三軒茶屋駅を降りて徒歩3分。今回のイベント会場である[PLAYs]を訪れ、ブースでチケットを購入する。チケット1枚ごとにフードやドリンクと交換できる仕組みで、誰でも気軽に参加できる。
中に入ると、ちょうど学ランを着た番長メンバーと観客が乾杯をするところで、会場は熱気で溢れかえっていた。彼らは毎年のように周年イベントを開催しているのだが、コロナの影響もありここまで大規模なものは久しぶりだという。来場者は100人を超え、模擬店や音楽ステージなど関係者の数も過去最大規模となった。

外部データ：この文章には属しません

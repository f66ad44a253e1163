// ==========================================
// 集装箱单证核对系统 - 核心库
// ==========================================
// 依据: Manifest_Structure_Spec_v0.2.md
// 技术栈: Rust 库 crate (无外层运行时)
// 系统定位: 表格推断核心 - 列角色分类 + 块结构重排
// ==========================================

// ==========================================
// 模块声明
// ==========================================

// 领域层 - 网格与语义类型
pub mod domain;

// 配置层 - 阈值与角色策略
pub mod config;

// 模式层 - 单元格级形态识别
pub mod pattern;

// 分类层 - 列角色分类引擎
pub mod classify;

// 重排层 - 块结构化记录重排引擎
pub mod reorder;

// 运行级编排器
pub mod pipeline;

// 错误类型
pub mod error;

// 日志系统
pub mod logging;

// ==========================================
// 重导出核心类型
// ==========================================

// 领域类型
pub use domain::{
    Block, BlockAudit, CellValue, ClassifyReport, ColumnProfile, Grid, RoleAssignment,
    RoleWarning, SemanticRole, SheetCandidate, StowageKey, WarnLevel,
};

// 配置
pub use config::{ClassifyConfig, RolePolicy, ScanLimits};

// 引擎
pub use classify::{
    ColumnProfiler, HeaderAnalyzer, NoOpClassifier, RoleAssigner, SemanticClassifier,
    SheetSelector,
};
pub use reorder::{BlockExtractor, BlockInjector, ReorderEngine, ReorderResult};

// 编排器
pub use pipeline::ManifestPipeline;

// 错误
pub use error::{CoreError, CoreResult};

/// 系统版本
pub const VERSION: &str = env!("CARGO_PKG_VERSION");

/// 系统名称
pub const APP_NAME: &str = "集装箱单证核对系统";
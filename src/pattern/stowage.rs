// ==========================================
// 集装箱单证核对系统 - 积载位置校验器
// ==========================================
// 依据: Reorder_Engine_Spec_v0.2.md - 2. BBRRTT 位置键
// 职责: 数字形态 (BBRRTT) 与口语形态 (Hold/Bay/Tier) 解析
// 规范化: 去分隔符,左侧补零/截断为恰好 6 位
// ==========================================

use crate::domain::CellValue;
use once_cell::sync::Lazy;
use regex::Regex;

pub const BAY_MIN: u32 = 1;
pub const BAY_MAX: u32 = 999;
pub const ROW_MIN: u32 = 1;
pub const ROW_MAX: u32 = 99;
pub const TIER_MIN: u32 = 1;
pub const TIER_MAX: u32 = 99;

// 口语形态: "Hold 2 Bay 14 Row 3 Tier 82",Hold/Row 可缺省
static VERBAL_RE: Lazy<Regex> = Lazy::new(|| {
    Regex::new(
        r"(?i)^(?:HOLD\s*\w+\s+)?BAY\s*(\d{1,3})\s+(?:ROW\s*(\d{1,2})\s+)?TIER\s*(\d{1,2})$",
    )
    .expect("积载口语正则非法")
});

// ==========================================
// 积载位置 (Bay-Row-Tier)
// ==========================================
#[derive(Debug, Clone, Copy, PartialEq, Eq)]
pub struct StowagePosition {
    pub bay: u32,
    pub row: u32,
    pub tier: u32,
}

impl StowagePosition {
    fn checked(bay: u32, row: u32, tier: u32) -> Option<Self> {
        if !(BAY_MIN..=BAY_MAX).contains(&bay) {
            return None;
        }
        if !(ROW_MIN..=ROW_MAX).contains(&row) {
            return None;
        }
        if !(TIER_MIN..=TIER_MAX).contains(&tier) {
            return None;
        }
        Some(Self { bay, row, tier })
    }

    /// 口语形态缺省 Row 时 row 取 0（Hold 舱内位置由 Bay 承载）
    fn checked_verbal(bay: u32, row: Option<u32>, tier: u32) -> Option<Self> {
        if !(BAY_MIN..=BAY_MAX).contains(&bay) {
            return None;
        }
        if let Some(r) = row {
            if !(ROW_MIN..=ROW_MAX).contains(&r) {
                return None;
            }
        }
        if !(TIER_MIN..=TIER_MAX).contains(&tier) {
            return None;
        }
        Some(Self {
            bay,
            row: row.unwrap_or(0),
            tier,
        })
    }

    /// 规范显示形态,Bay 两位（≥100 时三位）
    pub fn display_key(&self) -> String {
        format!("{:02}{:02}{:02}", self.bay, self.row, self.tier)
    }
}

/// 剥离分隔符（`.` 空格 `-`）后的纯数字串
fn strip_separators(raw: &str) -> Option<String> {
    let mut digits = String::new();
    for c in raw.trim().chars() {
        if c.is_ascii_digit() {
            digits.push(c);
        } else if c == '.' || c == ' ' || c == '-' {
            continue;
        } else {
            return None;
        }
    }
    if digits.is_empty() {
        None
    } else {
        Some(digits)
    }
}

/// 解析积载位置（数字形态或口语形态）
pub fn parse_str(raw: &str) -> Option<StowagePosition> {
    let trimmed = raw.trim();

    // 数字形态: 去分隔符后 5-7 位,从右侧拆 Tier/Row,余下为 Bay
    if let Some(digits) = strip_separators(trimmed) {
        if (5..=7).contains(&digits.len()) {
            let split_tier = digits.len() - 2;
            let split_row = digits.len() - 4;
            let bay: u32 = digits[..split_row].parse().ok()?;
            let row: u32 = digits[split_row..split_tier].parse().ok()?;
            let tier: u32 = digits[split_tier..].parse().ok()?;
            return StowagePosition::checked(bay, row, tier);
        }
        return None;
    }

    // 口语形态
    let caps = VERBAL_RE.captures(trimmed)?;
    let bay: u32 = caps.get(1)?.as_str().parse().ok()?;
    let row: Option<u32> = caps.get(2).and_then(|m| m.as_str().parse().ok());
    let tier: u32 = caps.get(3)?.as_str().parse().ok()?;
    StowagePosition::checked_verbal(bay, row, tier)
}

/// 单元格解析（数值单元格走规范字符串视图）
pub fn parse(cell: &CellValue) -> Option<StowagePosition> {
    let text = cell.canonical_string()?;
    parse_str(&text)
}

/// 列画像使用的匹配权重
pub fn match_weight(cell: &CellValue) -> f64 {
    if parse(cell).is_some() {
        1.0
    } else {
        0.0
    }
}

/// 原始积载值 → 规范 6 位键
///
/// 去除所有非数字字符;不足 6 位左侧补零,超过 6 位保留右侧 6 位
/// （Row/Tier 永不丢失,Bay 百位在超长时舍弃）
pub fn normalize_key(raw: &str) -> Option<String> {
    let digits: String = raw.chars().filter(|c| c.is_ascii_digit()).collect();
    if digits.is_empty() {
        return None;
    }

    let key = if digits.len() > 6 {
        digits[digits.len() - 6..].to_string()
    } else {
        format!("{:0>6}", digits)
    };
    Some(key)
}

#[cfg(test)]
mod tests {
    use super::*;

    #[test]
    fn test_parse_dotted() {
        let pos = parse_str("12.34.56").unwrap();
        assert_eq!((pos.bay, pos.row, pos.tier), (12, 34, 56));
    }

    #[test]
    fn test_parse_three_digit_bay() {
        let pos = parse_str("102 03 82").unwrap();
        assert_eq!((pos.bay, pos.row, pos.tier), (102, 3, 82));
    }

    #[test]
    fn test_parse_bare_digits() {
        let pos = parse_str("020105").unwrap();
        assert_eq!((pos.bay, pos.row, pos.tier), (2, 1, 5));
    }

    #[test]
    fn test_parse_number_cell() {
        // Excel 常把积载位读成数值
        let pos = parse(&CellValue::Number(120382.0)).unwrap();
        assert_eq!((pos.bay, pos.row, pos.tier), (12, 3, 82));
    }

    #[test]
    fn test_parse_verbal_form() {
        let pos = parse_str("Hold 2 Bay 14 Row 3 Tier 82").unwrap();
        assert_eq!((pos.bay, pos.row, pos.tier), (14, 3, 82));

        let pos = parse_str("bay 7 tier 4").unwrap();
        assert_eq!((pos.bay, pos.row, pos.tier), (7, 0, 4));
    }

    #[test]
    fn test_parse_rejects_out_of_range() {
        // row 0 数字形态非法
        assert!(parse_str("120082").is_none());
        // tier 0 非法
        assert!(parse_str("120300").is_none());
        assert!(parse_str("position").is_none());
    }

    #[test]
    fn test_normalize_key_pads_and_truncates() {
        assert_eq!(normalize_key("12.34.56"), Some("123456".to_string()));
        assert_eq!(normalize_key("20105"), Some("020105".to_string()));
        // 7 位保留右侧 6 位
        assert_eq!(normalize_key("1020382"), Some("020382".to_string()));
        assert_eq!(normalize_key("no digits"), None);
    }

    #[test]
    fn test_normalize_idempotent() {
        // 性质: 规范化结果再次规范化不变
        let key = normalize_key("12.34.56").unwrap();
        assert_eq!(normalize_key(&key), Some(key.clone()));
    }
}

チケット1枚で番長特製のカレーが8種類食べ放題という大盤振る舞い。どれも美味しかったが、個人的にヒットしたのはリーダー特製のタコとオリーブのカレー。ビビッドな味わいがした
カレーはもちろんガチなのだが、なによりも音楽にガチである。現在メンバーは14人いるが、DJや作曲家、アーティストなど音楽関係のスペシャリストが多い。何を隠そう、リーダーの伊東氏も音楽畑の出身である。
一通りカレーを楽しみスパイスドリンクを嗜んでいると、ステージパフォーマンスが始まった。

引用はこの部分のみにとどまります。